The Free Democratic Party (FDP) MPS Bijan Djir-Sarai and Frank Müller-Rosentritt introduced the pro-Israel resolution calling on the federal government “in the bodies and specialized agencies of the United Nations (such as the UN General Assembly, the UN Human Rights Council or UNESCO) to dissociate from unilateral, primarily politically motivated initiatives and alliances of anti-Israeli Member States, and protect Israel and legitimate Israeli interests from unilateral condemnation.”
 
The resolution, which was reviewed by The Jerusalem Post, said that Merkel’s administration should seek to change its voting pattern in this context.
 
Merkel, who said in Israel in 2008 that its security is “non-negotiable” for her administration, voted with authoritarian regimes, like the Islamic Republic of Iran, 16 times in 2018 to condemn the Jewish state. Germany’s UN Ambassador Christoph Heusgen and the country’s UN diplomats voted 16 times against Israel from a total of 21 anti-Israel resolutions in 2018. Germany abstained from four anti-Jewish state resolutions.
 
The vote in the Bundestag was from a total of 626 MPs participating. An eye-popping 408 voted to reject the pro-Israel resolution while 155 urged its acceptance. A total of 63 MPs abstained. The depth of anti-Israelism in the Bundestag sparked criticism from a tiny number of German politicians and journalists.
 
The FDP and the largely anti-immigration party, Alternative for Germany, supported a reversal of Merkel’s anti-Israel voting record at the UN.
 
The Social Democrats, the Christian Democratic Union, the Christian Democratic Party, The Left Party, and the Green Party lined up behind targeting Israel for punishment at the UN. The Green Party abstained, but German critics viewed the abstention as a cowardly escape hatch.
 
FDP MP Nicola Beer wrote on Twitter, “While Hamas is firing rockets at Israel, #Bundestag votes against #GroKo & Left with abstention from the Greens against a request for reorientation of German #Israel | politics in #UN. It’s embarrassing.”

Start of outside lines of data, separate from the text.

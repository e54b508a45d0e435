//! mathmotion timeline core (renderer-agnostic)
//!
//! Step-by-step math animations are sequences of named phases advanced by a
//! fixed-interval tick driver. This crate holds the generic machinery:
//!
//! - [`Timeline`]: ordered phases with tick durations and entry cues
//! - [`reduce`]: the single transition function over [`RunState`]
//! - [`PhaseRunner`]: host-driven tick driver with pause gate and sinks
//! - [`AnimationPlayer`]: the play/pause/loop shell with reduced-motion fallback
//!
//! Hosts (wasm, tests) feed time and signals in and read [`Outputs`] back.

pub mod clock;
pub mod config;
pub mod cue;
pub mod error;
pub mod gate;
pub mod outputs;
pub mod phase;
pub mod player;
pub mod reducer;
pub mod runner;

pub use clock::TickClock;
pub use config::Config;
pub use cue::{NullSound, SoundCue, SoundEffects};
pub use error::{PlayerError, TimelineError};
pub use gate::{PauseGate, PauseHandle, PauseSource};
pub use outputs::{Outputs, TimelineEvent};
pub use phase::{PhaseSpec, Timeline};
pub use player::{
    AnimationPlayer, MotionPreference, PlayerContext, PlayerEvent, PlayerOptions, PlayerState,
    RenderMode,
};
pub use reducer::{reduce, RunState, Signal, Transition};
pub use runner::{CompletionSink, PhaseRunner};
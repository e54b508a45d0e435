/// Declare a lesson's fixed phase set as an enum with tags and entry cues.
///
/// ```ignore
/// lesson_phases! {
///     pub enum FoilPhase {
///         Setup => "setup",
///         First => "first": Pop,
///         Complete => "complete",
///     }
/// }
/// ```
macro_rules! lesson_phases {
    (
        $(#[$meta:meta])*
        $vis:vis enum $name:ident {
            $($variant:ident => $tag:literal $(: $cue:ident)?),+ $(,)?
        }
    ) => {
        $(#[$meta])*
        #[derive(Copy, Clone, Debug, PartialEq, Eq, Hash)]
        $vis enum $name {
            $($variant),+
        }

        impl $name {
            pub const ALL: &'static [$name] = &[$($name::$variant),+];

            pub fn tag(self) -> &'static str {
                match self {
                    $($name::$variant => $tag),+
                }
            }

            pub fn cue(self) -> Option<::mathmotion_timeline_core::SoundCue> {
                match self {
                    $($name::$variant => lesson_phases!(@cue $($cue)?)),+
                }
            }

            /// Out-of-range indices clamp to the terminal phase.
            pub fn from_index(index: usize) -> Self {
                Self::ALL[index.min(Self::ALL.len() - 1)]
            }

            pub fn index(self) -> usize {
                Self::ALL.iter().position(|p| *p == self).unwrap_or(0)
            }

            pub fn specs() -> Vec<::mathmotion_timeline_core::PhaseSpec> {
                Self::ALL
                    .iter()
                    .map(|p| {
                        let spec = ::mathmotion_timeline_core::PhaseSpec::new(p.tag());
                        match p.cue() {
                            Some(cue) => spec.with_cue(cue),
                            None => spec,
                        }
                    })
                    .collect()
            }
        }
    };
    (@cue) => { None };
    (@cue $cue:ident) => { Some(::mathmotion_timeline_core::SoundCue::$cue) };
}
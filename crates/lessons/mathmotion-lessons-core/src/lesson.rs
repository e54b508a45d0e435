//! The contract every lesson implements, and the built-in lesson kinds.

use std::fmt;
use std::str::FromStr;

use mathmotion_timeline_core::{Config, PhaseSpec, Timeline, TimelineError};
use serde::{Deserialize, Serialize};

use crate::error::StageError;
use crate::view::LessonView;

/// A lesson is a phase list plus a pure view function. Derived numbers are
/// computed once at construction, so `view` is cheap and idempotent.
pub trait Lesson {
    /// Registry name, e.g. `"long_division"`.
    fn kind(&self) -> &'static str;

    /// Ordered phases; the last one is terminal.
    fn phases(&self) -> Vec<PhaseSpec>;

    /// View for phase `index`; indices past the end render the terminal phase.
    fn view(&self, index: usize) -> LessonView;

    fn timeline(&self, cfg: &Config) -> Result<Timeline, TimelineError> {
        Timeline::new(self.phases(), cfg.ticks_per_phase)
    }

    /// Picture of the finished explanation, used as the reduced-motion fallback.
    fn final_view(&self) -> LessonView {
        self.view(self.phases().len().saturating_sub(1))
    }
}

#[derive(Copy, Clone, Debug, PartialEq, Eq, Hash, Serialize, Deserialize)]
#[serde(rename_all = "snake_case")]
pub enum LessonKind {
    Sequence,
    LongDivision,
    Foil,
    UnitCircle,
    Derivative,
    Logarithm,
    TrigPeriod,
    Triangle,
    SquarePerimeter,
    NumberLine,
    AlgebraTiles,
}

impl LessonKind {
    pub const ALL: [LessonKind; 11] = [
        Self::Sequence,
        Self::LongDivision,
        Self::Foil,
        Self::UnitCircle,
        Self::Derivative,
        Self::Logarithm,
        Self::TrigPeriod,
        Self::Triangle,
        Self::SquarePerimeter,
        Self::NumberLine,
        Self::AlgebraTiles,
    ];

    pub fn name(&self) -> &'static str {
        match self {
            Self::Sequence => "sequence",
            Self::LongDivision => "long_division",
            Self::Foil => "foil",
            Self::UnitCircle => "unit_circle",
            Self::Derivative => "derivative",
            Self::Logarithm => "logarithm",
            Self::TrigPeriod => "trig_period",
            Self::Triangle => "triangle",
            Self::SquarePerimeter => "square_perimeter",
            Self::NumberLine => "number_line",
            Self::AlgebraTiles => "algebra_tiles",
        }
    }
}

impl fmt::Display for LessonKind {
    fn fmt(&self, f: &mut fmt::Formatter<'_>) -> fmt::Result {
        f.write_str(self.name())
    }
}

impl FromStr for LessonKind {
    type Err = StageError;

    fn from_str(s: &str) -> Result<Self, Self::Err> {
        Self::ALL
            .iter()
            .copied()
            .find(|k| k.name() == s)
            .ok_or_else(|| StageError::UnknownLesson {
                name: s.to_string(),
            })
    }
}
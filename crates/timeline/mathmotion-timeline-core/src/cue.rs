//! Sound cues and the audio collaborator contract.

use serde::{Deserialize, Serialize};

/// Discrete sound effect triggered at a phase transition.
#[derive(Copy, Clone, Debug, PartialEq, Eq, Hash, Serialize, Deserialize)]
#[serde(rename_all = "snake_case")]
pub enum SoundCue {
    /// Incremental reveal (a term, a tile, a digit).
    Pop,
    /// Visual sweep (a curve drawing, a hop, a rotation).
    Whoosh,
    /// Run completion. Emitted by the engine only.
    Success,
}

impl SoundCue {
    #[inline]
    pub fn name(&self) -> &'static str {
        match self {
            Self::Pop => "pop",
            Self::Whoosh => "whoosh",
            Self::Success => "success",
        }
    }
}

/// Host audio provider. Calls are fire-and-forget: nothing is awaited or retried.
pub trait SoundEffects {
    fn play_pop(&mut self);
    fn play_whoosh(&mut self);
    fn play_success(&mut self);

    fn play(&mut self, cue: SoundCue) {
        match cue {
            SoundCue::Pop => self.play_pop(),
            SoundCue::Whoosh => self.play_whoosh(),
            SoundCue::Success => self.play_success(),
        }
    }
}

/// Silent provider for hosts without audio (and for muted sessions).
#[derive(Clone, Copy, Debug, Default)]
pub struct NullSound;

impl SoundEffects for NullSound {
    fn play_pop(&mut self) {}
    fn play_whoosh(&mut self) {}
    fn play_success(&mut self) {}
}
//! Phase timeline: ordered named phases mapped onto tick ranges.
//!
//! Phase `i` occupies ticks `[start(i), start(i + 1))`. With a uniform
//! duration `D` this is exactly `floor(tick / D)`, clamped to the last phase.
//! The last phase is terminal: reaching it completes the run.

use serde::{Deserialize, Serialize};

use crate::cue::SoundCue;
use crate::error::TimelineError;

/// One named step in an explanation sequence.
#[derive(Clone, Debug, PartialEq, Eq, Serialize, Deserialize)]
pub struct PhaseSpec {
    pub name: String,
    /// Duration override in ticks; `None` uses the timeline's uniform duration.
    #[serde(default)]
    pub ticks: Option<u32>,
    /// Cue fired when the phase is entered.
    #[serde(default)]
    pub cue: Option<SoundCue>,
}

impl PhaseSpec {
    pub fn new(name: impl Into<String>) -> Self {
        Self {
            name: name.into(),
            ticks: None,
            cue: None,
        }
    }

    #[inline]
    pub fn with_ticks(mut self, ticks: u32) -> Self {
        self.ticks = Some(ticks);
        self
    }

    #[inline]
    pub fn with_cue(mut self, cue: SoundCue) -> Self {
        self.cue = Some(cue);
        self
    }
}

/// Validated, immutable phase list with precomputed start ticks.
#[derive(Clone, Debug, PartialEq)]
pub struct Timeline {
    phases: Vec<PhaseSpec>,
    starts: Vec<u64>,
    ticks_per_phase: u32,
}

impl Timeline {
    /// Build a timeline. Fails on an empty list, duplicate names, zero
    /// durations, or a phase carrying the reserved success cue.
    pub fn new(phases: Vec<PhaseSpec>, ticks_per_phase: u32) -> Result<Self, TimelineError> {
        if phases.is_empty() {
            return Err(TimelineError::EmptyTimeline);
        }
        let mut starts = Vec::with_capacity(phases.len());
        let mut at = 0u64;
        for (i, phase) in phases.iter().enumerate() {
            if phases[..i].iter().any(|p| p.name == phase.name) {
                return Err(TimelineError::DuplicatePhase {
                    name: phase.name.clone(),
                });
            }
            let ticks = phase.ticks.unwrap_or(ticks_per_phase);
            if ticks == 0 {
                return Err(TimelineError::ZeroDuration {
                    name: phase.name.clone(),
                });
            }
            if phase.cue == Some(SoundCue::Success) {
                return Err(TimelineError::ReservedCue {
                    name: phase.name.clone(),
                });
            }
            starts.push(at);
            at += ticks as u64;
        }
        Ok(Self {
            phases,
            starts,
            ticks_per_phase,
        })
    }

    /// Uniform timeline from bare names (no cues, no overrides).
    pub fn uniform(names: &[&str], ticks_per_phase: u32) -> Result<Self, TimelineError> {
        Self::new(
            names.iter().map(|n| PhaseSpec::new(*n)).collect(),
            ticks_per_phase,
        )
    }

    #[inline]
    pub fn len(&self) -> usize {
        self.phases.len()
    }

    /// Always false for a constructed timeline; kept for API symmetry with `len`.
    #[inline]
    pub fn is_empty(&self) -> bool {
        self.phases.is_empty()
    }

    #[inline]
    pub fn terminal_index(&self) -> usize {
        self.phases.len() - 1
    }

    #[inline]
    pub fn ticks_per_phase(&self) -> u32 {
        self.ticks_per_phase
    }

    /// Phase index for an elapsed tick count, clamped to `[0, len - 1]`.
    pub fn phase_at(&self, tick: u64) -> usize {
        // starts[0] == 0, so the partition point is at least 1.
        let idx = self.starts.partition_point(|&s| s <= tick) - 1;
        idx.min(self.terminal_index())
    }

    #[inline]
    pub fn start_tick(&self, index: usize) -> Option<u64> {
        self.starts.get(index).copied()
    }

    /// Tick at which the terminal phase is entered.
    #[inline]
    pub fn completion_tick(&self) -> u64 {
        self.starts[self.terminal_index()]
    }

    pub fn duration(&self, index: usize) -> Option<u32> {
        self.phases
            .get(index)
            .map(|p| p.ticks.unwrap_or(self.ticks_per_phase))
    }

    #[inline]
    pub fn phase(&self, index: usize) -> Option<&PhaseSpec> {
        self.phases.get(index)
    }

    #[inline]
    pub fn phases(&self) -> &[PhaseSpec] {
        &self.phases
    }

    pub fn name(&self, index: usize) -> Option<&str> {
        self.phases.get(index).map(|p| p.name.as_str())
    }

    pub fn index_of(&self, name: &str) -> Option<usize> {
        self.phases.iter().position(|p| p.name == name)
    }

    pub fn names(&self) -> impl Iterator<Item = &str> {
        self.phases.iter().map(|p| p.name.as_str())
    }
}
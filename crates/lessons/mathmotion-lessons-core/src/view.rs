//! Declarative view descriptions produced by lessons.

use indexmap::IndexMap;
use serde::{Deserialize, Serialize};

use crate::error::ErrorPanel;

/// What the renderer should show for one phase. Element ids are lesson
/// specific (`"terms"`, `"curve"`, `"tile-3"`); labels and values keep
/// insertion order so renderers can list them as-is.
#[derive(Clone, Debug, PartialEq, Serialize, Deserialize)]
pub struct LessonView {
    pub lesson: String,
    pub phase: String,
    pub phase_index: usize,
    pub narration: String,
    #[serde(default)]
    pub visible: Vec<String>,
    #[serde(default)]
    pub highlighted: Vec<String>,
    #[serde(default)]
    pub labels: IndexMap<String, String>,
    #[serde(default)]
    pub values: IndexMap<String, f64>,
    #[serde(default)]
    pub work: Vec<String>,
}

impl LessonView {
    pub fn new(lesson: &str, phase: &str, phase_index: usize) -> Self {
        Self {
            lesson: lesson.to_string(),
            phase: phase.to_string(),
            phase_index,
            narration: String::new(),
            visible: Vec::new(),
            highlighted: Vec::new(),
            labels: IndexMap::new(),
            values: IndexMap::new(),
            work: Vec::new(),
        }
    }

    pub fn narrate(mut self, text: impl Into<String>) -> Self {
        self.narration = text.into();
        self
    }

    pub fn show(mut self, ids: &[&str]) -> Self {
        for id in ids {
            if !self.visible.iter().any(|v| v == id) {
                self.visible.push((*id).to_string());
            }
        }
        self
    }

    pub fn show_owned(mut self, id: String) -> Self {
        if !self.visible.contains(&id) {
            self.visible.push(id);
        }
        self
    }

    pub fn highlight(mut self, ids: &[&str]) -> Self {
        for id in ids {
            self.highlighted.push((*id).to_string());
        }
        self
    }

    pub fn label(mut self, key: &str, text: impl Into<String>) -> Self {
        self.labels.insert(key.to_string(), text.into());
        self
    }

    pub fn value(mut self, key: &str, v: f64) -> Self {
        self.values.insert(key.to_string(), v);
        self
    }

    pub fn work_line(mut self, line: impl Into<String>) -> Self {
        self.work.push(line.into());
        self
    }

    pub fn work_lines(mut self, lines: impl IntoIterator<Item = String>) -> Self {
        self.work.extend(lines);
        self
    }

    #[inline]
    pub fn is_visible(&self, id: &str) -> bool {
        self.visible.iter().any(|v| v == id)
    }

    #[inline]
    pub fn is_highlighted(&self, id: &str) -> bool {
        self.highlighted.iter().any(|v| v == id)
    }
}

/// What a mounted lesson currently renders.
#[derive(Clone, Debug, PartialEq, Serialize, Deserialize)]
#[serde(tag = "kind", content = "view", rename_all = "snake_case")]
pub enum Rendered {
    /// Animated view for the current phase.
    Lesson(LessonView),
    /// Reduced-motion picture of the finished explanation.
    Static(LessonView),
    Error(ErrorPanel),
}

impl Rendered {
    pub fn lesson_view(&self) -> Option<&LessonView> {
        match self {
            Self::Lesson(v) | Self::Static(v) => Some(v),
            Self::Error(_) => None,
        }
    }

    #[inline]
    pub fn is_error(&self) -> bool {
        matches!(self, Self::Error(_))
    }
}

GroKo is an abbreviation for Merkel’s coalition government of Social Democrats and Christian parties.
 
Green Party politician Volker Beck wrote on his Twitter feed that “This was not a glorious chapter for foreign policy and national interests of the German Bundestag. And it will not be the last word. I am angry, also about my parliamentary group.”
 
When asked on Twitter why the Social Democratic politician Frank Schwabe voted against the pro-Israel resolution, he declined to answer. The Post also questioned the Christian Democratic Union MP Andreas Nick who declined to respond about his anti-Israel vote.
 
The German journalist and author, Alex Feuerherdt, who is an expert on the UN and Israel, wrote that the vote shows the lack of solidarity for the Jewish state in Germany.
 
“Dead Jews are always capable of solidarity in Germany, especially on days such as 9 November or 27 January,” he wrote. “The living and her state [Israel], on the other hand, are maximally in Sunday sermons, but not when it matters. What a lousy hypocrisy.”
The Israeli security and defense expert Arye (ARO) Sharuz Shalicar tweeted: “I was born in [Germany]. I grew up in Berlin. I have a German high school diploma. I even served in the armed services. But today I am ashamed of German politics!”